• TASK REQUIREMENTS
All of the entries should be returned without a single change.

MATERIAL FOR THIS EXERCISE below:

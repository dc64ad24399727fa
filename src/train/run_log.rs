//! Operator-facing run log
//!
//! Every line is mirrored to `tracing` at info level and appended to the
//! run's log file. The log is shared by handle between the trainer and the
//! checkpoint manager.

use crate::Result;
use std::fs::{File, OpenOptions};
use std::io::{BufWriter, Write};
use std::path::Path;
use std::sync::{Arc, Mutex, MutexGuard};
use tracing::{info, warn};

enum Sink {
    File(BufWriter<File>),
    Memory(Vec<String>),
}

/// Cloneable handle to a log sink
#[derive(Clone)]
pub struct RunLog {
    sink: Arc<Mutex<Sink>>,
}

impl RunLog {
    /// Append to `path`, creating it if needed
    pub fn to_file(path: impl AsRef<Path>) -> Result<Self> {
        let file = OpenOptions::new()
            .create(true)
            .append(true)
            .open(path.as_ref())?;
        Ok(Self::from_sink(Sink::File(BufWriter::new(file))))
    }

    /// Keep lines in memory; for tests and dry runs
    pub fn memory() -> Self {
        Self::from_sink(Sink::Memory(Vec::new()))
    }

    fn from_sink(sink: Sink) -> Self {
        Self {
            sink: Arc::new(Mutex::new(sink)),
        }
    }

    fn lock(&self) -> MutexGuard<'_, Sink> {
        self.sink.lock().unwrap_or_else(|poisoned| poisoned.into_inner())
    }

    pub fn line(&self, message: impl AsRef<str>) {
        let message = message.as_ref();
        info!(target: "segdepth::run", "{message}");

        match &mut *self.lock() {
            Sink::File(w) => {
                let stamp = chrono::Local::now().format("%Y-%m-%d %H:%M:%S");
                if let Err(e) = writeln!(w, "[{stamp}] {message}") {
                    warn!("run log write failed: {e}");
                }
            }
            Sink::Memory(lines) => lines.push(message.to_string()),
        }
    }

    /// Lines captured by a memory sink; empty for file sinks
    pub fn lines(&self) -> Vec<String> {
        match &*self.lock() {
            Sink::Memory(lines) => lines.clone(),
            Sink::File(_) => Vec::new(),
        }
    }

    pub fn flush(&self) -> Result<()> {
        if let Sink::File(w) = &mut *self.lock() {
            w.flush()?;
        }
        Ok(())
    }
}

impl std::fmt::Debug for RunLog {
    fn fmt(&self, f: &mut std::fmt::Formatter<'_>) -> std::fmt::Result {
        let kind = match &*self.lock() {
            Sink::File(_) => "file",
            Sink::Memory(_) => "memory",
        };
        f.debug_struct("RunLog").field("sink", &kind).finish()
    }
}

#[cfg(test)]
mod tests {
    use super::*;

    #[test]
    fn test_memory_sink_is_shared_between_clones() {
        let log = RunLog::memory();
        let other = log.clone();
        log.line("first");
        other.line("second");
        assert_eq!(log.lines(), vec!["first", "second"]);
    }

    #[test]
    fn test_file_sink_appends_across_opens() {
        let dir = tempfile::tempdir().unwrap();
        let path = dir.path().join("log_train_start_0.txt");

        let log = RunLog::to_file(&path).unwrap();
        log.line("epoch 1 done");
        log.flush().unwrap();
        drop(log);

        let log = RunLog::to_file(&path).unwrap();
        log.line("epoch 2 done");
        drop(log);

        let content = std::fs::read_to_string(&path).unwrap();
        let lines: Vec<_> = content.lines().collect();
        assert_eq!(lines.len(), 2);
        assert!(lines[0].ends_with("epoch 1 done"));
        assert!(lines[1].ends_with("epoch 2 done"));
    }
}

End of MATERIAL FOR THIS EXERCISE.

• RESPONSE TO THIS EXERCISE
repository dc64ad24399727fa
filename src/train/run_log.rs
//! Operator-facing run log
//!
//! Every line is mirrored to `tracing` at info level and appended to the
//! run's log file. The log is shared by handle between the trainer and the
//! checkpoint manager.

use crate::Result;
use std::fs::{File, OpenOptions};
use std::io::{BufWriter, Write};
use std::path::Path;
use std::sync::{Arc, Mutex, MutexGuard};
use tracing::{info, warn};

enum Sink {
    File(BufWriter<File>),
    Memory(Vec<String>),
}

/// Cloneable handle to a log sink
#[derive(Clone)]
pub struct RunLog {
    sink: Arc<Mutex<Sink>>,
}

impl RunLog {
    /// Append to `path`, creating it if needed
    pub fn to_file(path: impl AsRef<Path>) -> Result<Self> {
        let file = OpenOptions::new()
            .create(true)
            .append(true)
            .open(path.as_ref())?;
        Ok(Self::from_sink(Sink::File(BufWriter::new(file))))
    }

    /// Keep lines in memory; for tests and dry runs
    pub fn memory() -> Self {
        Self::from_sink(Sink::Memory(Vec::new()))
    }

    fn from_sink(sink: Sink) -> Self {
        Self {
            sink: Arc::new(Mutex::new(sink)),
        }
    }

    fn lock(&self) -> MutexGuard<'_, Sink> {
        self.sink.lock().unwrap_or_else(|poisoned| poisoned.into_inner())
    }

    pub fn line(&self, message: impl AsRef<str>) {
        let message = message.as_ref();
        info!(target: "segdepth::run", "{message}");

        match &mut *self.lock() {
            Sink::File(w) => {
                let stamp = chrono::Local::now().format("%Y-%m-%d %H:%M:%S");
                if let Err(e) = writeln!(w, "[{stamp}] {message}") {
                    warn!("run log write failed: {e}");
                }
            }
            Sink::Memory(lines) => lines.push(message.to_string()),
        }
    }

    /// Lines captured by a memory sink; empty for file sinks
    pub fn lines(&self) -> Vec<String> {
        match &*self.lock() {
            Sink::Memory(lines) => lines.clone(),
            Sink::File(_) => Vec::new(),
        }
    }

    pub fn flush(&self) -> Result<()> {
        if let Sink::File(w) = &mut *self.lock() {
            w.flush()?;
        }
        Ok(())
    }
}

impl std::fmt::Debug for RunLog {
    fn fmt(&self, f: &mut std::fmt::Formatter<'_>) -> std::fmt::Result {
        let kind = match &*self.lock() {
            Sink::File(_) => "file",
            Sink::Memory(_) => "memory",
        };
        f.debug_struct("RunLog").field("sink", &kind).finish()
    }
}

#[cfg(test)]
mod tests {
    use super::*;

    #[test]
    fn test_memory_sink_is_shared_between_clones() {
        let log = RunLog::memory();
        let other = log.clone();
        log.line("first");
        other.line("second");
        assert_eq!(log.lines(), vec!["first", "second"]);
    }

    #[test]
    fn test_file_sink_appends_across_opens() {
        let dir = tempfile::tempdir().unwrap();
        let path = dir.path().join("log_train_start_0.txt");

        let log = RunLog::to_file(&path).unwrap();
        log.line("epoch 1 done");
        log.flush().unwrap();
        drop(log);

        let log = RunLog::to_file(&path).unwrap();
        log.line("epoch 2 done");
        drop(log);

        let content = std::fs::read_to_string(&path).unwrap();
        let lines: Vec<_> = content.lines().collect();
        assert_eq!(lines.len(), 2);
        assert!(lines[0].ends_with("epoch 1 done"));
        assert!(lines[1].ends_with("epoch 2 done"));
    }
}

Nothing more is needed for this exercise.